Führen heisst also auch, sein eigenes Tun in jedem Moment zu reflektieren. Genau das ist jedoch für die meisten Menschen schwierig. Weil es viel einfacher ist, den Fehler beim Gegenüber zu suchen, als bei sich selbst. Dies ist menschlich…dennoch für jeden sofort zu ändern. Verhaltensweisen können wir sofort ablegen. Wenn nur der Wille dazu da ist.
Wie fühlt sich ein Pferd, dass genau so geführt wird, wie es seinem Wesen und Charakter entspricht?
SICHER fühlt es sich. Geborgen und ernst genommen. Diese Gefühle machen es sanft. Es möchte bei uns sein. Da spielt es auf einmal keine Rolle mehr, ob ein 700kg schwerer Koloss vor einer kleinen zierlichen Frau steht. Hier geht es nicht um körperliche Kraft, sondern um innere Stärke. Wer fair, souverän und mit Gefühl führt, wird respektiert.
Führen bedeutet auch Verantwortung zu übernehmen. Wenn ich eine Situation falsch einschätze, macht mein „Herdenmitglied“ hoffentlich nicht mit. Denn:
Leben will überleben.
Ein Beispiel: Vor kurzem machte ich einen langen Ritt, um mein Pferd vom alten in den neuen Stall zu bringen. Irgendwo mitten im Wald habe ich die falsche Abzweigung genommen. Mein Pferd bemerkte meine Unsicherheit sofort und wollte umkehren. Ich blieb jedoch eine Weile stur und verfolgte den falschen Weg einfach weiter, in der Hoffnung, nicht umdrehen zu müssen und den richtigen Weg wieder zu finden. Dem war jedoch nicht so. Dieser Weg führte in eine Sackgasse.
Führen heisst also auch, die Ressourcen des anderen zu anerkennen und nicht immer auf seinem Recht zu beharren.

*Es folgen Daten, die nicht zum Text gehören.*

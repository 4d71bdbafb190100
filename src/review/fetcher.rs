//! Customer review feed fetcher.
//!
//! Issues one GET against the store's review feed for an application and
//! decodes the JSON body into [`ReviewEntry`] values.

use std::time::Duration;

use reqwest::Client;
use tracing::debug;

use crate::config::FeedConfig;
use crate::review::types::{FeedResponse, ReviewEntry};
use crate::{NotifierError, Result};

/// User agent string for feed fetching.
const USER_AGENT: &str = concat!("appreview-notifier/", env!("CARGO_PKG_VERSION"));

/// Review feed fetcher.
pub struct ReviewFetcher {
    client: Client,
    base_url: String,
    country: String,
    sort_by: String,
    max_feed_size: u64,
}

impl ReviewFetcher {
    /// Create a fetcher from feed configuration.
    pub fn new(config: &FeedConfig) -> Result<Self> {
        let client = Client::builder()
            .connect_timeout(Duration::from_secs(config.connect_timeout_secs))
            .timeout(Duration::from_secs(config.total_timeout_secs))
            .user_agent(USER_AGENT)
            .build()
            .map_err(|e| NotifierError::Transport(format!("failed to create HTTP client: {e}")))?;

        Ok(Self {
            client,
            base_url: config.base_url.trim_end_matches('/').to_string(),
            country: config.country.clone(),
            sort_by: config.sort_by.clone(),
            max_feed_size: config.max_feed_size_bytes,
        })
    }

    /// Feed URL for an application identifier.
    pub fn feed_url(&self, app_id: &str) -> String {
        format!(
            "{}/{}/rss/customerreviews/id={}/sortBy={}/json",
            self.base_url,
            self.country,
            urlencoding::encode(app_id),
            self.sort_by
        )
    }

    /// Fetch and decode the reviews for an application.
    ///
    /// Entries come back in feed order.
    pub async fn fetch(&self, app_id: &str) -> Result<Vec<ReviewEntry>> {
        if app_id.is_empty() {
            return Err(NotifierError::Validation("id is empty".to_string()));
        }

        let url = self.feed_url(app_id);
        debug!(%url, "fetching review feed");

        let response = self
            .client
            .get(&url)
            .send()
            .await
            .map_err(|e| NotifierError::Transport(format!("failed to fetch feed: {e}")))?;

        if !response.status().is_success() {
            return Err(NotifierError::Transport(format!(
                "HTTP error: {}",
                response.status()
            )));
        }

        if let Some(content_length) = response.content_length() {
            if content_length > self.max_feed_size {
                return Err(NotifierError::Transport(format!(
                    "feed too large: {} bytes (max {} bytes)",
                    content_length, self.max_feed_size
                )));
            }
        }

        let bytes = response
            .bytes()
            .await
            .map_err(|e| NotifierError::Transport(format!("failed to read response: {e}")))?;

        if bytes.len() as u64 > self.max_feed_size {
            return Err(NotifierError::Transport(format!(
                "feed too large: {} bytes (max {} bytes)",
                bytes.len(),
                self.max_feed_size
            )));
        }

        parse_entries(&bytes)
    }
}

/// Decode a feed body into its entries.
pub fn parse_entries(bytes: &[u8]) -> Result<Vec<ReviewEntry>> {
    let response: FeedResponse = serde_json::from_slice(bytes)
        .map_err(|e| NotifierError::Decode(format!("failed to parse feed: {e}")))?;
    Ok(response.feed.entry)
}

So habe ich mich bei meinem vierbeinigen Partner für den Umweg entschuldigt und habe ihn eine Weile grasen lassen. Danach bin ich zwei Stunden neben ihm gelaufen. Demütig sein im richtigen Moment erschafft noch mehr Respekt.
Du kannst versuchen, dein Pferd zu fühlen. Fühle hin, wenn Du mit dem Pferd auf dem Reitplatz bist oder wenn Du reitest. Wenn sich dein Pferd wehrt, werde ruhig und fühle. Dann findest Du die Lösung.
Meine autistische Wahrnehmung, erlaubt es mir, sehr viel mehr wahrzunehmen. Ich bin aber davon überzeugt, dass jeder Mensch in der Lage ist, hinzufühlen. Es braucht nur den Willen, das Herz ein wenig zu öffnen.
In diesem Sinne wünsche ich Dir eine besinnliche, gefühlvolle Zeit mit deinem Pferd.